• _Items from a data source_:
>>

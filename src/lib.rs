///////////////////////////////////////////////////////////////////////////////
//
//  Copyright 2018-2025 Robonomics Network <research@robonomics.network>
//
//  Licensed under the Apache License, Version 2.0 (the "License");
//  you may not use this file except in compliance with the License.
//  You may obtain a copy of the License at
//
//      http://www.apache.org/licenses/LICENSE-2.0
//
//  Unless required by applicable law or agreed to in writing, software
//  distributed under the License is distributed on an "AS IS" BASIS,
//  WITHOUT WARRANTIES OR CONDITIONS OF ANY KIND, either express or implied.
//  See the License for the specific language governing permissions and
//  limitations under the License.
//
///////////////////////////////////////////////////////////////////////////////
//! # smqtt - Secure Envelope Messaging over MQTT
//!
//! `smqtt` provides message-level confidentiality and integrity over ordinary,
//! unencrypted MQTT brokers. Each message is wrapped in a timestamped,
//! checksummed envelope, encrypted with the recipient's RSA public key, and
//! published as part of a JSON frame. Only the holder of the matching private
//! key can recover the plaintext; the broker, the network, and other topic
//! subscribers see ciphertext.
//!
//! ## Features
//!
//! - **RSA-2048 key management**: generation, PEM import/export, key files
//!   with restricted permissions
//! - **Envelope codec**: ISO-8601 timestamps, percent-encoded payloads, and
//!   SHA-256 integrity checksums
//! - **Frame batching**: multiple sealed messages per MQTT publish
//! - **Fault-tolerant subscriber**: undecodable messages are logged and
//!   skipped, never fatal
//!
//! ## Quick Start
//!
//! ```no_run
//! use smqtt::crypto::KeyPair;
//! use smqtt::mqtt::{self, Config};
//!
//! #[tokio::main]
//! async fn main() -> anyhow::Result<()> {
//!     let pair = KeyPair::generate()?;
//!     let config = Config {
//!         broker: "mqtt://localhost:1883".to_string(),
//!         ..Config::default()
//!     };
//!
//!     // Publishers only need the public key.
//!     mqtt::publish(
//!         &config,
//!         "sensors/garden",
//!         pair.public(),
//!         &["21.4C".to_string()],
//!     )
//!     .await?;
//!
//!     Ok(())
//! }
//! ```
//!
//! ## Modules
//!
//! - [`crypto`]: RSA key management and the sealing cipher
//! - [`envelope`]: the timestamped, checksummed message envelope
//! - [`frame`]: the on-wire JSON frame carrying sealed envelopes
//! - [`mqtt`]: broker configuration, publisher, and subscriber
//! - [`config`]: JSON configuration file support for the CLI
//!
//! ## Security Model
//!
//! The scheme provides confidentiality and accidental-corruption detection,
//! not sender authentication: anyone holding the public key can publish a
//! well-formed frame. Pair it with broker-level authentication if senders
//! must be trusted. Plaintext capacity is bounded by the RSA modulus; see
//! [`crypto::seal::max_plaintext_len`].
//!
//! ## Safety
//!
//! This crate uses `#![forbid(unsafe_code)]` to ensure memory safety.

#![forbid(unsafe_code)]
#![warn(missing_docs)]

pub mod config;
pub mod crypto;
pub mod envelope;
pub mod error;
pub mod frame;
pub mod mqtt;

// Re-export commonly used types for convenience
pub use envelope::Envelope;
pub use error::{Error, Result};
pub use frame::Frame;
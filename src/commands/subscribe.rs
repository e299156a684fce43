///////////////////////////////////////////////////////////////////////////////
//
//  Copyright 2018-2025 Robonomics Network <research@robonomics.network>
//
//  Licensed under the Apache License, Version 2.0 (the "License");
//  you may not use this file except in compliance with the License.
//  You may obtain a copy of the License at
//
//      http://www.apache.org/licenses/LICENSE-2.0
//
//  Unless required by applicable law or agreed to in writing, software
//  distributed under the License is distributed on an "AS IS" BASIS,
//  WITHOUT WARRANTIES OR CONDITIONS OF ANY KIND, either express or implied.
//  See the License for the specific language governing permissions and
//  limitations under the License.
//
///////////////////////////////////////////////////////////////////////////////
//! `smqtt sub` - subscribe to a topic and print recovered messages.

use anyhow::{Context, Result};

use smqtt::crypto::PrivateKey;
use smqtt::mqtt::{self, Config};

/// Subscribe to `topic` and print each recovered message to stdout.
///
/// Runs until interrupted or until the broker connection is lost for good.
pub async fn execute(config: &Config, topic: &str, private_key: &PrivateKey) -> Result<()> {
    mqtt::subscribe(
        config,
        topic,
        private_key,
        Box::new(|delivery| {
            println!("{} [{}] {}", delivery.timestamp, delivery.topic, delivery.message);
        }),
    )
    .await
    .with_context(|| format!("subscription to topic '{topic}' failed"))
}
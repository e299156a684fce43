///////////////////////////////////////////////////////////////////////////////
//
//  Copyright 2018-2025 Robonomics Network <research@robonomics.network>
//
//  Licensed under the Apache License, Version 2.0 (the "License");
//  you may not use this file except in compliance with the License.
//  You may obtain a copy of the License at
//
//      http://www.apache.org/licenses/LICENSE-2.0
//
//  Unless required by applicable law or agreed to in writing, software
//  distributed under the License is distributed on an "AS IS" BASIS,
//  WITHOUT WARRANTIES OR CONDITIONS OF ANY KIND, either express or implied.
//  See the License for the specific language governing permissions and
//  limitations under the License.
//
///////////////////////////////////////////////////////////////////////////////
//! JSON configuration file support for the command line tools.
//!
//! Every field is optional in the file and every field can be overridden by
//! a command line flag; flags always win. A typical file:
//!
//! ```json
//! {
//!     "broker": "mqtt://broker.example.com:1883",
//!     "topic": "sensors/garden",
//!     "qos": 1,
//!     "public_key": "keys/garden.pub.pem",
//!     "private_key": "keys/garden.priv.pem"
//! }
//! ```

use std::fs;
use std::path::{Path, PathBuf};

use serde::{Deserialize, Serialize};

use crate::error::{Error, Result};
use crate::mqtt;

/// Settings read from a JSON configuration file.
#[derive(Clone, Debug, Default, Serialize, Deserialize)]
#[serde(default, deny_unknown_fields)]
pub struct FileConfig {
    /// Broker URL or `host:port`.
    pub broker: Option<String>,
    /// Topic to publish or subscribe to.
    pub topic: Option<String>,
    /// Broker username.
    pub username: Option<String>,
    /// Broker password.
    pub password: Option<String>,
    /// MQTT client ID.
    pub client_id: Option<String>,
    /// Quality of service level (0, 1, or 2).
    pub qos: Option<u8>,
    /// Path to the recipient's public key PEM file.
    pub public_key: Option<PathBuf>,
    /// Path to the subscriber's private key PEM file.
    pub private_key: Option<PathBuf>,
    /// Upper bound on consecutive subscriber reconnect attempts.
    pub reconnect_attempts: Option<u32>,
    /// Base delay for subscriber reconnect backoff, in seconds.
    pub reconnect_delay_secs: Option<u64>,
}

impl FileConfig {
    /// Load settings from a JSON file at `path`.
    ///
    /// # Errors
    ///
    /// [`Error::Io`] if the file cannot be read, [`Error::Format`] if it is
    /// not valid JSON or contains unknown fields.
    pub fn from_file(path: impl AsRef<Path>) -> Result<Self> {
        let contents = fs::read_to_string(path.as_ref())?;
        serde_json::from_str(&contents).map_err(|e| {
            Error::Format(format!(
                "invalid config file {}: {e}",
                path.as_ref().display()
            ))
        })
    }

    /// Build a broker [`mqtt::Config`], with any value from `overrides`
    /// taking precedence over this file.
    pub fn broker_config(&self, overrides: &FileConfig) -> Result<mqtt::Config> {
        let defaults = mqtt::Config::default();
        let pick = |a: &Option<String>, b: &Option<String>| a.clone().or_else(|| b.clone());

        Ok(mqtt::Config {
            broker: pick(&overrides.broker, &self.broker).ok_or_else(|| {
                Error::Connection("no broker configured; pass --broker or set it in the config file".to_string())
            })?,
            username: pick(&overrides.username, &self.username),
            password: pick(&overrides.password, &self.password),
            client_id: pick(&overrides.client_id, &self.client_id),
            qos: overrides.qos.or(self.qos).unwrap_or(defaults.qos),
            reconnect_attempts: overrides
                .reconnect_attempts
                .or(self.reconnect_attempts)
                .unwrap_or(defaults.reconnect_attempts),
            reconnect_delay_secs: overrides
                .reconnect_delay_secs
                .or(self.reconnect_delay_secs)
                .unwrap_or(defaults.reconnect_delay_secs),
        })
    }

    /// Resolve the topic, preferring `overrides`.
    pub fn topic(&self, overrides: &FileConfig) -> Result<String> {
        overrides
            .topic
            .clone()
            .or_else(|| self.topic.clone())
            .ok_or_else(|| {
                Error::Format("no topic configured; pass --topic or set it in the config file".to_string())
            })
    }
}

#[cfg(test)]
mod tests {
    use super::*;

    #[test]
    fn test_parse_config_file() {
        let path = std::env::temp_dir().join(format!("smqtt-config-{}.json", std::process::id()));
        fs::write(
            &path,
            r#"{"broker": "mqtt://example.com:1883", "topic": "a/b", "qos": 1}"#,
        )
        .unwrap();

        let config = FileConfig::from_file(&path).unwrap();
        assert_eq!(config.broker.as_deref(), Some("mqtt://example.com:1883"));
        assert_eq!(config.topic.as_deref(), Some("a/b"));
        assert_eq!(config.qos, Some(1));
        assert!(config.public_key.is_none());

        fs::remove_file(&path).unwrap();
    }

    #[test]
    fn test_unknown_field_rejected() {
        let path = std::env::temp_dir().join(format!("smqtt-config-bad-{}.json", std::process::id()));
        fs::write(&path, r#"{"borker": "typo"}"#).unwrap();

        assert!(matches!(
            FileConfig::from_file(&path),
            Err(Error::Format(_))
        ));

        fs::remove_file(&path).unwrap();
    }

    #[test]
    fn test_overrides_win() {
        let file = FileConfig {
            broker: Some("mqtt://file:1883".to_string()),
            topic: Some("file/topic".to_string()),
            qos: Some(2),
            ..FileConfig::default()
        };
        let overrides = FileConfig {
            broker: Some("mqtt://flag:1884".to_string()),
            ..FileConfig::default()
        };

        let broker = file.broker_config(&overrides).unwrap();
        assert_eq!(broker.broker, "mqtt://flag:1884");
        assert_eq!(broker.qos, 2);
        assert_eq!(file.topic(&overrides).unwrap(), "file/topic");
    }

    #[test]
    fn test_missing_broker_rejected() {
        let empty = FileConfig::default();
        assert!(empty.broker_config(&FileConfig::default()).is_err());
        assert!(empty.topic(&FileConfig::default()).is_err());
    }
}
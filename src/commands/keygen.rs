///////////////////////////////////////////////////////////////////////////////
//
//  Copyright 2018-2025 Robonomics Network <research@robonomics.network>
//
//  Licensed under the Apache License, Version 2.0 (the "License");
//  you may not use this file except in compliance with the License.
//  You may obtain a copy of the License at
//
//      http://www.apache.org/licenses/LICENSE-2.0
//
//  Unless required by applicable law or agreed to in writing, software
//  distributed under the License is distributed on an "AS IS" BASIS,
//  WITHOUT WARRANTIES OR CONDITIONS OF ANY KIND, either express or implied.
//  See the License for the specific language governing permissions and
//  limitations under the License.
//
///////////////////////////////////////////////////////////////////////////////
//! `smqtt keygen` - generate and store a fresh RSA key pair.

use std::path::Path;

use anyhow::{bail, Result};

use smqtt::crypto::KeyPair;

/// Generate a new key pair and write both PEM files under `key_dir`.
///
/// Refuses to overwrite existing key files.
pub fn execute(key_dir: &Path, name: &str) -> Result<()> {
    let public_path = key_dir.join(format!("{name}.pub.pem"));
    let private_path = key_dir.join(format!("{name}.priv.pem"));
    if public_path.exists() || private_path.exists() {
        bail!(
            "key files for '{}' already exist in {}; remove them first",
            name,
            key_dir.display()
        );
    }

    let pair = KeyPair::generate()?;
    let (public_path, private_path) = pair.save(key_dir, name)?;

    println!("Public key:  {}", public_path.display());
    println!("Private key: {}", private_path.display());
    println!("Share the public key with publishers; keep the private key on the subscriber only.");
    Ok(())
}
///////////////////////////////////////////////////////////////////////////////
//
//  Copyright 2018-2025 Robonomics Network <research@robonomics.network>
//
//  Licensed under the Apache License, Version 2.0 (the "License");
//  you may not use this file except in compliance with the License.
//  You may obtain a copy of the License at
//
//      http://www.apache.org/licenses/LICENSE-2.0
//
//  Unless required by applicable law or agreed to in writing, software
//  distributed under the License is distributed on an "AS IS" BASIS,
//  WITHOUT WARRANTIES OR CONDITIONS OF ANY KIND, either express or implied.
//  See the License for the specific language governing permissions and
//  limitations under the License.
//
///////////////////////////////////////////////////////////////////////////////
//! MQTT transport: broker configuration, publisher, and subscriber.
//!
//! The broker is an external collaborator; this module only moves sealed
//! frames through it. Topics are opaque strings passed through to the broker
//! unvalidated. A connection is exclusively owned by the publish or subscribe
//! call that opened it and is closed on every exit path.

pub mod publisher;
pub mod subscriber;

use rumqttc::{MqttOptions, QoS};
use serde::{Deserialize, Serialize};
use tokio::time::Duration;

use crate::error::{Error, Result};

pub use publisher::publish;
pub use subscriber::{subscribe, Delivery, DeliveryHandler};

/// MQTT keep-alive interval.
const KEEP_ALIVE_SECS: u64 = 30;

/// Default delay before the first reconnect attempt.
const DEFAULT_RECONNECT_DELAY_SECS: u64 = 5;

/// Default bound on consecutive reconnect attempts.
const DEFAULT_RECONNECT_ATTEMPTS: u32 = 10;

/// Configuration for an MQTT broker connection.
///
/// Constructed once at startup and passed by reference into the publisher
/// and subscriber; there is no process-wide configuration state.
///
/// # Examples
///
/// ```
/// use smqtt::mqtt::Config;
///
/// let config = Config {
///     broker: "mqtt://localhost:1883".to_string(),
///     ..Config::default()
/// };
/// ```
#[derive(Clone, Debug, Serialize, Deserialize)]
pub struct Config {
    /// Broker URL or `host:port` (e.g. "mqtt://localhost:1883").
    pub broker: String,
    /// Optional username for authentication.
    #[serde(default)]
    pub username: Option<String>,
    /// Optional password for authentication.
    #[serde(default)]
    pub password: Option<String>,
    /// Optional client ID; derived from the operation when absent.
    #[serde(default)]
    pub client_id: Option<String>,
    /// Quality of service level (0, 1, or 2).
    #[serde(default)]
    pub qos: u8,
    /// Upper bound on consecutive subscriber reconnect attempts.
    #[serde(default = "default_reconnect_attempts")]
    pub reconnect_attempts: u32,
    /// Base delay for subscriber reconnect backoff, in seconds.
    #[serde(default = "default_reconnect_delay_secs")]
    pub reconnect_delay_secs: u64,
}

fn default_reconnect_attempts() -> u32 {
    DEFAULT_RECONNECT_ATTEMPTS
}

fn default_reconnect_delay_secs() -> u64 {
    DEFAULT_RECONNECT_DELAY_SECS
}

impl Default for Config {
    fn default() -> Self {
        Self {
            broker: "mqtt://localhost:1883".to_string(),
            username: None,
            password: None,
            client_id: None,
            qos: 0,
            reconnect_attempts: DEFAULT_RECONNECT_ATTEMPTS,
            reconnect_delay_secs: DEFAULT_RECONNECT_DELAY_SECS,
        }
    }
}

impl Config {
    /// Map the configured QoS number to the rumqttc level.
    pub fn qos(&self) -> Result<QoS> {
        match self.qos {
            0 => Ok(QoS::AtMostOnce),
            1 => Ok(QoS::AtLeastOnce),
            2 => Ok(QoS::ExactlyOnce),
            other => Err(Error::Connection(format!("invalid QoS level: {other}"))),
        }
    }

    /// Build `MqttOptions` for this broker, using `fallback_id` when no
    /// client ID is configured.
    pub(crate) fn options(&self, fallback_id: &str) -> Result<MqttOptions> {
        let (host, port) = parse_broker_url(&self.broker)?;

        let client_id = self
            .client_id
            .clone()
            .unwrap_or_else(|| fallback_id.to_string());

        let mut options = MqttOptions::new(client_id, host, port);
        options.set_keep_alive(Duration::from_secs(KEEP_ALIVE_SECS));

        if let Some(username) = &self.username {
            options.set_credentials(username, self.password.as_deref().unwrap_or(""));
        }

        Ok(options)
    }
}

/// Parse a broker URL to extract host and port.
///
/// Supports `mqtt://` and `mqtts://` prefixes as well as bare `host:port`.
/// Defaults to port 1883 if not specified.
///
/// # Examples
///
/// ```
/// # use smqtt::mqtt::parse_broker_url;
/// let (host, port) = parse_broker_url("mqtt://localhost:1883").unwrap();
/// assert_eq!(host, "localhost");
/// assert_eq!(port, 1883);
///
/// let (host, port) = parse_broker_url("broker.example.com").unwrap();
/// assert_eq!(host, "broker.example.com");
/// assert_eq!(port, 1883);
/// ```
pub fn parse_broker_url(url: &str) -> Result<(String, u16)> {
    let url = url.trim();

    let url = url
        .strip_prefix("mqtt://")
        .or_else(|| url.strip_prefix("mqtts://"))
        .unwrap_or(url);

    if let Some((host, port_str)) = url.split_once(':') {
        let port = port_str
            .parse::<u16>()
            .map_err(|_| Error::Connection(format!("invalid port in broker URL: {port_str}")))?;
        Ok((host.to_string(), port))
    } else {
        Ok((url.to_string(), 1883))
    }
}
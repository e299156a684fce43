///////////////////////////////////////////////////////////////////////////////
//
//  Copyright 2018-2025 Robonomics Network <research@robonomics.network>
//
//  Licensed under the Apache License, Version 2.0 (the "License");
//  you may not use this file except in compliance with the License.
//  You may obtain a copy of the License at
//
//      http://www.apache.org/licenses/LICENSE-2.0
//
//  Unless required by applicable law or agreed to in writing, software
//  distributed under the License is distributed on an "AS IS" BASIS,
//  WITHOUT WARRANTIES OR CONDITIONS OF ANY KIND, either express or implied.
//  See the License for the specific language governing permissions and
//  limitations under the License.
//
///////////////////////////////////////////////////////////////////////////////
//! `smqtt pub` - seal messages and publish them to a topic.

use anyhow::{Context, Result};
use log::info;
use tokio::io::{AsyncBufReadExt, BufReader};

use smqtt::crypto::PublicKey;
use smqtt::mqtt::{self, Config};

/// Seal `messages` to `public_key` and publish them as one frame.
///
/// A single message of `-` switches to stdin mode: each line read from
/// standard input is published as its own frame until EOF.
pub async fn execute(
    config: &Config,
    topic: &str,
    public_key: &PublicKey,
    messages: Vec<String>,
) -> Result<()> {
    if messages.len() == 1 && messages[0] == "-" {
        return execute_stdin(config, topic, public_key).await;
    }

    mqtt::publish(config, topic, public_key, &messages)
        .await
        .with_context(|| format!("cannot publish to topic '{topic}'"))?;
    info!("published {} message(s) to '{}'", messages.len(), topic);
    Ok(())
}

/// Read lines from stdin and publish each as a single-message frame.
async fn execute_stdin(config: &Config, topic: &str, public_key: &PublicKey) -> Result<()> {
    let mut lines = BufReader::new(tokio::io::stdin()).lines();

    while let Some(line) = lines.next_line().await? {
        if line.is_empty() {
            continue;
        }
        mqtt::publish(config, topic, public_key, &[line])
            .await
            .with_context(|| format!("cannot publish to topic '{topic}'"))?;
        info!("published 1 message to '{}'", topic);
    }
    Ok(())
}
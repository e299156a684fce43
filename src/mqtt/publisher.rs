///////////////////////////////////////////////////////////////////////////////
//
//  Copyright 2018-2025 Robonomics Network <research@robonomics.network>
//
//  Licensed under the Apache License, Version 2.0 (the "License");
//  you may not use this file except in compliance with the License.
//  You may obtain a copy of the License at
//
//      http://www.apache.org/licenses/LICENSE-2.0
//
//  Unless required by applicable law or agreed to in writing, software
//  distributed under the License is distributed on an "AS IS" BASIS,
//  WITHOUT WARRANTIES OR CONDITIONS OF ANY KIND, either express or implied.
//  See the License for the specific language governing permissions and
//  limitations under the License.
//
///////////////////////////////////////////////////////////////////////////////
//! Sealing and publishing of message batches as a single frame.

use log::{debug, trace};
use rumqttc::{AsyncClient, Event, Outgoing, Packet, QoS};

use crate::crypto::{seal, PublicKey};
use crate::envelope::Envelope;
use crate::error::{Error, Result};
use crate::frame::Frame;
use crate::mqtt::Config;

/// Seal a batch of messages and publish them as one frame to `topic`.
///
/// Each message is wrapped in an [`Envelope`] and encrypted to `public_key`;
/// the sealed elements are packed into a single frame in input order and
/// published in one MQTT message. If any message fails to seal (for example
/// because its envelope exceeds the RSA capacity), nothing is published and
/// the failing message's error is returned.
///
/// The connection is opened for this call and closed before it returns, once
/// the broker has acknowledged the publish at the configured QoS level.
///
/// # Errors
///
/// Returns [`Error::MessageTooLarge`] when an envelope exceeds the cipher
/// capacity, [`Error::Connection`] when the broker is unreachable, and
/// [`Error::Publish`] when the publish itself is rejected.
pub async fn publish(
    config: &Config,
    topic: &str,
    public_key: &PublicKey,
    messages: &[String],
) -> Result<()> {
    // Seal everything before touching the network: a frame is all-or-nothing.
    let mut sealed = Vec::with_capacity(messages.len());
    for message in messages {
        let envelope = Envelope::build(message);
        sealed.push(seal::encrypt(&envelope.to_bytes()?, public_key)?);
    }
    let payload = Frame::pack(sealed).to_bytes()?;

    let qos = config.qos()?;
    let options = config.options("smqtt-pub")?;
    debug!("publishing {} message(s) to topic '{}'", messages.len(), topic);

    let (client, mut eventloop) = AsyncClient::new(options, 10);

    client
        .publish(topic, qos, false, payload)
        .await
        .map_err(|e| Error::Publish(e.to_string()))?;

    // Drive the eventloop until the broker has the frame, then disconnect.
    // At QoS 0 the handshake ends when the packet leaves the socket; at
    // higher levels we wait for the broker's acknowledgement.
    let mut acked = false;
    loop {
        let event = eventloop
            .poll()
            .await
            .map_err(|e| Error::Connection(e.to_string()))?;
        trace!("publisher event: {:?}", event);

        match event {
            Event::Outgoing(Outgoing::Publish(_)) if qos == QoS::AtMostOnce => {
                acked = true;
            }
            Event::Incoming(Packet::PubAck(_)) if qos == QoS::AtLeastOnce => {
                acked = true;
            }
            Event::Incoming(Packet::PubComp(_)) if qos == QoS::ExactlyOnce => {
                acked = true;
            }
            Event::Outgoing(Outgoing::Disconnect) => {
                debug!("publish complete, disconnected");
                return Ok(());
            }
            _ => {}
        }

        if acked {
            acked = false;
            client
                .disconnect()
                .await
                .map_err(|e| Error::Connection(e.to_string()))?;
        }
    }
}

#[cfg(test)]
mod tests {
    use super::*;
    use crate::crypto::keys::test_support::keypair;
    use crate::crypto::seal::max_plaintext_len;
    use crate::error::Error;

    #[tokio::test]
    async fn test_publish_oversized_message_fails_before_connect() {
        let pair = keypair();
        let config = Config {
            // Sealing fails first, so the broker is never contacted.
            broker: "mqtt://127.0.0.1:1".to_string(),
            ..Config::default()
        };

        let oversized = "x".repeat(max_plaintext_len(pair.public()) + 1);
        let result = publish(&config, "smqtt/test", pair.public(), &[oversized]).await;
        assert!(matches!(result, Err(Error::MessageTooLarge { .. })));
    }

    #[tokio::test]
    async fn test_publish_unreachable_broker() {
        let pair = keypair();
        let config = Config {
            broker: "mqtt://127.0.0.1:1".to_string(),
            ..Config::default()
        };

        let result = publish(&config, "smqtt/test", pair.public(), &["hello".to_string()]).await;
        assert!(matches!(result, Err(Error::Connection(_))));
    }

    #[tokio::test]
    async fn test_publish_invalid_qos() {
        let pair = keypair();
        let config = Config {
            qos: 7,
            ..Config::default()
        };

        let result = publish(&config, "smqtt/test", pair.public(), &["hello".to_string()]).await;
        assert!(matches!(result, Err(Error::Connection(_))));
    }
}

<<

• _Exercise goal_: The lines above may hold the string "never". Say how many do, and give only that number.

• _Result of this task_: 2